Ele permanecia com sua cabeça repousada em meu colo, com a boca entreaberta deixando escorrer saliva. Do modo mais gentil possível, consegui desvencilhar-me daquele rapaz novamente.

Deixei sua cabeça descansando sobre uma almofada e, na ponta dos pés, voltei para a cozinha da embarcação. Ia terminar de comer o prato colocado por meu sogro. Quando voltei à mesa, não vi mais a refeição que havia sido posta para mim.

Fernão estava à beira do fogão, ainda só de sunga. Ao me ver, meu sogro sorriu e falou:

– Estava esperando que você voltasse. Me desculpe, mas tive que jogar teu almoço fora. Esse prato deve ser comido assim que sai da panela. Você vai comer agora?

Dei-lhe um sorriso, retribuindo a gentileza, e aceitei. Voltou a servir-me legumes refogados com rolinhos de peixe e um molho de mariscos.

Procurei não devorar rapidamente a comida, porém estava bem faminta. Sem falar que a refeição estava verdadeiramente deliciosa. Não precisei, portanto, mentir quando fui elogiá-lo.

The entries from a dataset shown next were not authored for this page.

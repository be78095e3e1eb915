//! Rectangular obstacle maps built from tiles or text.
//!
//! A [`Map`] is a row-major grid of [`Tile`]s. It is always rectangular:
//! every constructor rejects ragged input, so consumers can index it
//! without re-validating its shape.

use crate::geom::{Point, Range};

/// The content of a single map cell.
#[derive(Debug, Clone, Copy, PartialEq, Eq, Hash, Default)]
#[cfg_attr(feature = "serde", derive(serde::Serialize, serde::Deserialize))]
pub enum Tile {
    /// Navigable floor.
    #[default]
    Empty,
    /// Starting point (navigable).
    Start,
    /// Exit point (navigable).
    Exit,
    /// Obstacle. Never navigable.
    Wall,
}

impl Tile {
    /// Whether a path may pass through this tile.
    #[inline]
    pub fn is_navigable(self) -> bool {
        !matches!(self, Tile::Wall)
    }

    /// Map a text character to a tile.
    ///
    /// `' '` and `'.'` are empty, `'S'` is the start, `'E'` the exit, and
    /// `'X'` or `'#'` a wall.
    pub fn from_char(ch: char) -> Option<Tile> {
        match ch {
            ' ' | '.' => Some(Tile::Empty),
            'S' => Some(Tile::Start),
            'E' => Some(Tile::Exit),
            'X' | '#' => Some(Tile::Wall),
            _ => None,
        }
    }

    /// Canonical text character for this tile.
    pub fn to_char(self) -> char {
        match self {
            Tile::Empty => ' ',
            Tile::Start => 'S',
            Tile::Exit => 'E',
            Tile::Wall => 'X',
        }
    }
}

/// Errors that can occur when building a map.
#[derive(Debug, Clone, PartialEq, Eq, thiserror::Error)]
pub enum MapError {
    /// A row does not have the same width as the first row.
    #[error("map row {row} has width {found}, expected {expected}")]
    InconsistentWidth {
        row: usize,
        expected: usize,
        found: usize,
    },
    /// A character outside the tile alphabet was found.
    #[error("map contains invalid tile {ch:?} at {pos}")]
    InvalidTile { ch: char, pos: Point },
}

/// A rectangular grid of tiles.
#[derive(Debug, Clone, PartialEq, Eq, Default)]
pub struct Map {
    tiles: Vec<Tile>,
    width: usize,
    height: usize,
}

impl Map {
    /// Build a map from rows of tiles. All rows must have the same width.
    pub fn from_rows<R>(rows: impl IntoIterator<Item = R>) -> Result<Self, MapError>
    where
        R: AsRef<[Tile]>,
    {
        let mut tiles = Vec::new();
        let mut width = None;
        let mut height = 0;
        for (row, cells) in rows.into_iter().enumerate() {
            let cells = cells.as_ref();
            let expected = *width.get_or_insert(cells.len());
            if cells.len() != expected {
                return Err(MapError::InconsistentWidth {
                    row,
                    expected,
                    found: cells.len(),
                });
            }
            tiles.extend_from_slice(cells);
            height += 1;
        }
        Ok(Self {
            tiles,
            width: width.unwrap_or(0),
            height,
        })
    }

    /// Parse a map from text, one row per line.
    ///
    /// Lines are not trimmed: leading and trailing spaces are empty cells.
    /// A single trailing newline and `\r\n` line endings are accepted.
    pub fn parse(s: &str) -> Result<Self, MapError> {
        let s = s.strip_suffix('\n').unwrap_or(s);
        if s.is_empty() {
            return Ok(Self::default());
        }
        let mut rows = Vec::new();
        for (y, line) in s.split('\n').enumerate() {
            let line = line.strip_suffix('\r').unwrap_or(line);
            let mut row = Vec::with_capacity(line.len());
            for (x, ch) in line.chars().enumerate() {
                let tile = Tile::from_char(ch).ok_or(MapError::InvalidTile {
                    ch,
                    pos: Point::new(x as i32, y as i32),
                })?;
                row.push(tile);
            }
            rows.push(row);
        }
        Self::from_rows(rows)
    }

    #[inline]
    pub fn width(&self) -> usize {
        self.width
    }

    #[inline]
    pub fn height(&self) -> usize {
        self.height
    }

    /// The map's bounds, with origin (0, 0).
    #[inline]
    pub fn bounds(&self) -> Range {
        Range::new(0, 0, self.width as i32, self.height as i32)
    }

    /// Whether the map has no cells.
    #[inline]
    pub fn is_empty(&self) -> bool {
        self.tiles.is_empty()
    }

    /// Whether `p` lies within the map.
    #[inline]
    pub fn contains(&self, p: Point) -> bool {
        self.bounds().contains(p)
    }

    /// The tile at `p`, or `None` if out of bounds.
    #[inline]
    pub fn at(&self, p: Point) -> Option<Tile> {
        if !self.contains(p) {
            return None;
        }
        Some(self.tiles[p.y as usize * self.width + p.x as usize])
    }

    /// Set the tile at `p`. Out-of-bounds points are ignored.
    pub fn set(&mut self, p: Point, tile: Tile) {
        if self.contains(p) {
            self.tiles[p.y as usize * self.width + p.x as usize] = tile;
        }
    }

    /// Row-major iterator over every cell and its tile.
    pub fn iter(&self) -> impl Iterator<Item = (Point, Tile)> + '_ {
        self.bounds().iter().zip(self.tiles.iter().copied())
    }

    /// Position of the first tile equal to `tile` in row-major order.
    pub fn find(&self, tile: Tile) -> Option<Point> {
        self.iter().find(|&(_, t)| t == tile).map(|(p, _)| p)
    }
}

impl std::str::FromStr for Map {
    type Err = MapError;

    fn from_str(s: &str) -> Result<Self, Self::Err> {
        Self::parse(s)
    }
}

impl std::fmt::Display for Map {
    fn fmt(&self, f: &mut std::fmt::Formatter<'_>) -> std::fmt::Result {
        for (i, row) in self.tiles.chunks(self.width.max(1)).enumerate() {
            if i > 0 {
                writeln!(f)?;
            }
            for tile in row {
                write!(f, "{}", tile.to_char())?;
            }
        }
        Ok(())
    }
}
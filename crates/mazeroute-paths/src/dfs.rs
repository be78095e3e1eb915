//! Depth-first reachability.

use std::slice;

use crate::error::GraphError;
use crate::graph::{Edge, Graph};

/// Depth-first explorer over a borrowed [`Graph`].
#[derive(Debug, Clone, Copy)]
pub struct Dfs<'g> {
    graph: &'g Graph,
}

impl<'g> Dfs<'g> {
    /// Create an explorer. Fails with [`GraphError::InvalidGraph`] if the
    /// graph has no nodes.
    pub fn new(graph: &'g Graph) -> Result<Self, GraphError> {
        if graph.is_empty() {
            return Err(GraphError::InvalidGraph);
        }
        Ok(Self { graph })
    }

    /// Every node reachable from `root`, in depth-first pre-order.
    ///
    /// Neighbors are followed in adjacency order, so the result matches a
    /// plain recursive pre-order walk. The walk itself keeps an explicit
    /// stack of partially consumed adjacency lists and never recurses.
    ///
    /// Fails with [`GraphError::UnknownNode`] if `root`, or a node the walk
    /// has to expand, is not declared in the graph.
    pub fn explore(&self, root: &str) -> Result<Vec<String>, GraphError> {
        let root = self
            .graph
            .declared_id(root)
            .ok_or_else(|| GraphError::UnknownNode(root.to_string()))?;

        let mut visited = vec![false; self.graph.capacity()];
        let mut order = vec![root];
        let mut stack = vec![self.expand(root)?];
        visited[root] = true;

        while let Some(frame) = stack.last_mut() {
            let Some(edge) = frame.next() else {
                stack.pop();
                continue;
            };
            if visited[edge.to] {
                continue;
            }
            visited[edge.to] = true;
            order.push(edge.to);
            stack.push(self.expand(edge.to)?);
        }

        Ok(order
            .into_iter()
            .map(|id| self.graph.key(id).to_string())
            .collect())
    }

    fn expand(&self, id: usize) -> Result<slice::Iter<'g, Edge>, GraphError> {
        self.graph
            .edges(id)
            .map(<[Edge]>::iter)
            .ok_or_else(|| self.graph.unknown(id))
    }
}
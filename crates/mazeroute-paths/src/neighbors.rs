use mazeroute_core::Point;

/// Orthogonal moves, in the order the converter emits edges: up, left,
/// right, down.
pub const ORTHOGONAL: [Point; 4] = [
    Point::new(0, -1),
    Point::new(-1, 0),
    Point::new(1, 0),
    Point::new(0, 1),
];

/// Diagonal moves, emitted after [`ORTHOGONAL`]: up-left, down-left,
/// up-right, down-right.
pub const DIAGONAL: [Point; 4] = [
    Point::new(-1, -1),
    Point::new(-1, 1),
    Point::new(1, -1),
    Point::new(1, 1),
];

/// Cached neighbor computation helper.
///
/// Enumerates the 4-way or 8-way neighbors of a grid point in a fixed
/// order, filtered by a predicate.
pub struct Neighbors {
    buf: Vec<Point>,
}

impl Default for Neighbors {
    fn default() -> Self {
        Self::new()
    }
}

impl Neighbors {
    pub fn new() -> Self {
        Self {
            buf: Vec::with_capacity(8),
        }
    }

    /// Orthogonal neighbors of `p` for which `keep` returns `true`.
    pub fn cardinal(&mut self, p: Point, keep: impl Fn(Point) -> bool) -> &[Point] {
        self.collect(p, &ORTHOGONAL, &[], keep)
    }

    /// Orthogonal then diagonal neighbors of `p` for which `keep` returns
    /// `true`.
    pub fn all(&mut self, p: Point, keep: impl Fn(Point) -> bool) -> &[Point] {
        self.collect(p, &ORTHOGONAL, &DIAGONAL, keep)
    }

    fn collect(
        &mut self,
        p: Point,
        first: &[Point],
        then: &[Point],
        keep: impl Fn(Point) -> bool,
    ) -> &[Point] {
        self.buf.clear();
        for &d in first.iter().chain(then) {
            let n = p + d;
            if keep(n) {
                self.buf.push(n);
            }
        }
        &self.buf
    }
}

Terminado o almoço, dei uma olhada pela porta da cozinha, observando Henrique. O loiro continuava na mesma posição que eu o havia deixado, dormindo como um paciente em coma.

Suspirei, comentando com meu sogro que estava um pouco cansada. Ele me sugeriu ficarmos um pouco na sala de estar para fazer a digestão do almoço. Mesmo tendo feito uma refeição muito leve, concordei, pois aquela era uma das raríssimas vezes que conseguia ficar a sós com Fernão.

Chegamos numa salinha pequena, com cinco metros de comprimento por três de largura. Havia apenas um sofá de dois lugares, uma mesa de centro, um bar e uma televisão de tela plana. Sentamos no estofado macio e eu agradeci mentalmente a minha sorte por aquela mobília ser tão pequena.

Estávamos cada um no canto do sofá. Permanecíamos afastados, mesmo estando tão perto. Ainda havia certa reserva entre nós. Encaramo-nos por um curto instante, sem saber muito o que falar. Quebrando aquele ligeiro desconforto no ar, meu sogro disse:

– Não tivemos muitas oportunidades de conversar assim. Se você não se chatear, eu queria conhecer você um pouco melhor.

Dei um risinho, desviando o olhar.

– Bem – disse eu –, eu já falei bastante de mim naquele jantar, mas não conheço o senhor direito... é... digo – ele riu do meu atrapalho. – Na verdade conheço, porque até votei no senhor...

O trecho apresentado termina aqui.